| Consensus | Consensus Range | Actual | Previous | |
|---|---|---|---|---|
| Month over Month | 0.2% | 0.2% to 0.2% | 0.2% | 0.2% |
| Year over Year | 1.7% | 1.7% to 1.7% | 1.7% | 1.7% |
| HICP - M/M | 0.2% | 0.2% to 0.2% | 0.2% | 0.2% |
| HICP - Y/Y | 1.7% | 1.7% to 1.7% | 1.8% | 1.7% |
Highlights
The monthly HICP rose 0.2 percent on the month, matching the preliminary reading. The annual rate was 1.8 percent, up from June's preliminary estimate of 1.7 percent, and still below the ECB's target.
June's rise in annual CPI rate was partly due to quickened growth in prices of unprocessed food products (from 3.5 percent to 4.2 percent) and transport-related services (from 2.6 percent to 2.9 percent), and the easing of the decline in prices of durable goods (from minus 1.1 percent to minus 0.8 percent). This offset the decline in the prices of energy (from 29.3 percent to 22.6 percent).

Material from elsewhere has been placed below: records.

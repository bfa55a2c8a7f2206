//! Feed transport.
//!
//! [`FeedClient`] is the seam between the aggregator and the network. The
//! aggregator only ever sees parsed JSON or a [`FetchError`].

use crate::error::FetchError;
use serde_json::Value;
use std::collections::HashMap;
use std::future::Future;
use std::sync::{Mutex, PoisonError};
use std::time::Duration;

/// Fetches one JSON document per endpoint.
pub trait FeedClient: Send + Sync + 'static {
    fn fetch_json(&self, endpoint: &str) -> impl Future<Output = Result<Value, FetchError>> + Send;
}

/// HTTP implementation backed by a shared `reqwest` client.
#[derive(Debug, Clone)]
pub struct HttpFeedClient {
    client: reqwest::Client,
    base_url: String,
}

impl HttpFeedClient {
    pub fn new(base_url: &str, timeout: Duration) -> Result<Self, FetchError> {
        let client = reqwest::Client::builder()
            .timeout(timeout)
            .build()
            .map_err(|e| FetchError::Transport {
                endpoint: base_url.to_string(),
                message: format!("http client init failed: {e}"),
            })?;
        Ok(Self {
            client,
            base_url: base_url.trim_end_matches('/').to_string(),
        })
    }

    fn url(&self, endpoint: &str) -> String {
        if endpoint.starts_with("http://") || endpoint.starts_with("https://") {
            endpoint.to_string()
        } else {
            format!("{}/{}", self.base_url, endpoint.trim_start_matches('/'))
        }
    }
}

impl FeedClient for HttpFeedClient {
    async fn fetch_json(&self, endpoint: &str) -> Result<Value, FetchError> {
        let url = self.url(endpoint);
        let response = self
            .client
            .get(&url)
            .header("Cache-Control", "no-cache")
            .send()
            .await
            .map_err(|e| {
                if e.is_timeout() {
                    FetchError::Timeout {
                        endpoint: endpoint.to_string(),
                    }
                } else {
                    FetchError::Transport {
                        endpoint: endpoint.to_string(),
                        message: e.to_string(),
                    }
                }
            })?;

        let status = response.status();
        if !status.is_success() {
            return Err(FetchError::Status {
                endpoint: endpoint.to_string(),
                status: status.as_u16(),
            });
        }

        response
            .json::<Value>()
            .await
            .map_err(|e| FetchError::malformed(endpoint, e.to_string()))
    }
}

#[derive(Debug, Clone)]
enum Scripted {
    Respond(Value),
    Fail(String),
}

/// In-memory feed whose responses are set per endpoint.
///
/// Drives offline simulation and tests. Unknown endpoints answer with
/// status 404.
#[derive(Debug, Default)]
pub struct ScriptedFeed {
    responses: Mutex<HashMap<String, Scripted>>,
    delays: Mutex<HashMap<String, Duration>>,
}

impl ScriptedFeed {
    pub fn new() -> Self {
        Self::default()
    }

    pub fn respond(&self, endpoint: &str, value: Value) {
        self.lock_responses()
            .insert(endpoint.to_string(), Scripted::Respond(value));
    }

    pub fn fail(&self, endpoint: &str, message: &str) {
        self.lock_responses()
            .insert(endpoint.to_string(), Scripted::Fail(message.to_string()));
    }

    /// Hold every answer for `endpoint` back by `delay`.
    pub fn delay(&self, endpoint: &str, delay: Duration) {
        self.delays
            .lock()
            .unwrap_or_else(PoisonError::into_inner)
            .insert(endpoint.to_string(), delay);
    }

    fn lock_responses(&self) -> std::sync::MutexGuard<'_, HashMap<String, Scripted>> {
        self.responses
            .lock()
            .unwrap_or_else(PoisonError::into_inner)
    }
}

impl FeedClient for ScriptedFeed {
    async fn fetch_json(&self, endpoint: &str) -> Result<Value, FetchError> {
        let delay = self
            .delays
            .lock()
            .unwrap_or_else(PoisonError::into_inner)
            .get(endpoint)
            .copied();
        if let Some(delay) = delay {
            tokio::time::sleep(delay).await;
        }

        let scripted = self.lock_responses().get(endpoint).cloned();
        match scripted {
            Some(Scripted::Respond(value)) => Ok(value),
            Some(Scripted::Fail(message)) => Err(FetchError::Transport {
                endpoint: endpoint.to_string(),
                message,
            }),
            None => Err(FetchError::Status {
                endpoint: endpoint.to_string(),
                status: 404,
            }),
        }
    }
}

Core inflation increased from 1.9 percent to 2.0 percent in June. This latest update takes the RPI to minus 40 and the RPI-P to minus 46, meaning that economic activity in Italy is falling short of market expectations.
Market Consensus Before Announcement
Definition
Description
Italy like other EMU countries has both a national CPI and a harmonized index of consumer prices (HICP). Components and weights within the national CPI vary from other countries, reflecting national idiosyncrasies. The core CPI, which excludes fresh food, is usually the preferred indicator of short-term inflation pressures.
Inflation is an increase in the overall prices of goods and services. The relationship between inflation and interest rates is the key to understanding how indicators such as the CPI influence the markets - and your investments. As the rate of inflation changes and as expectations on inflation change, the markets adjust interest rates. The effect ripples across stocks, bonds, commodities, and your portfolio, often in a dramatic fashion.
By tracking inflation, whether high or low, rising or falling, investors can anticipate how different types of investments will perform. Over the long run, the bond market will rally (fall) when increases in the CPI are small (large). The equity market rallies with the bond market because low inflation promises low interest rates and is good for profits.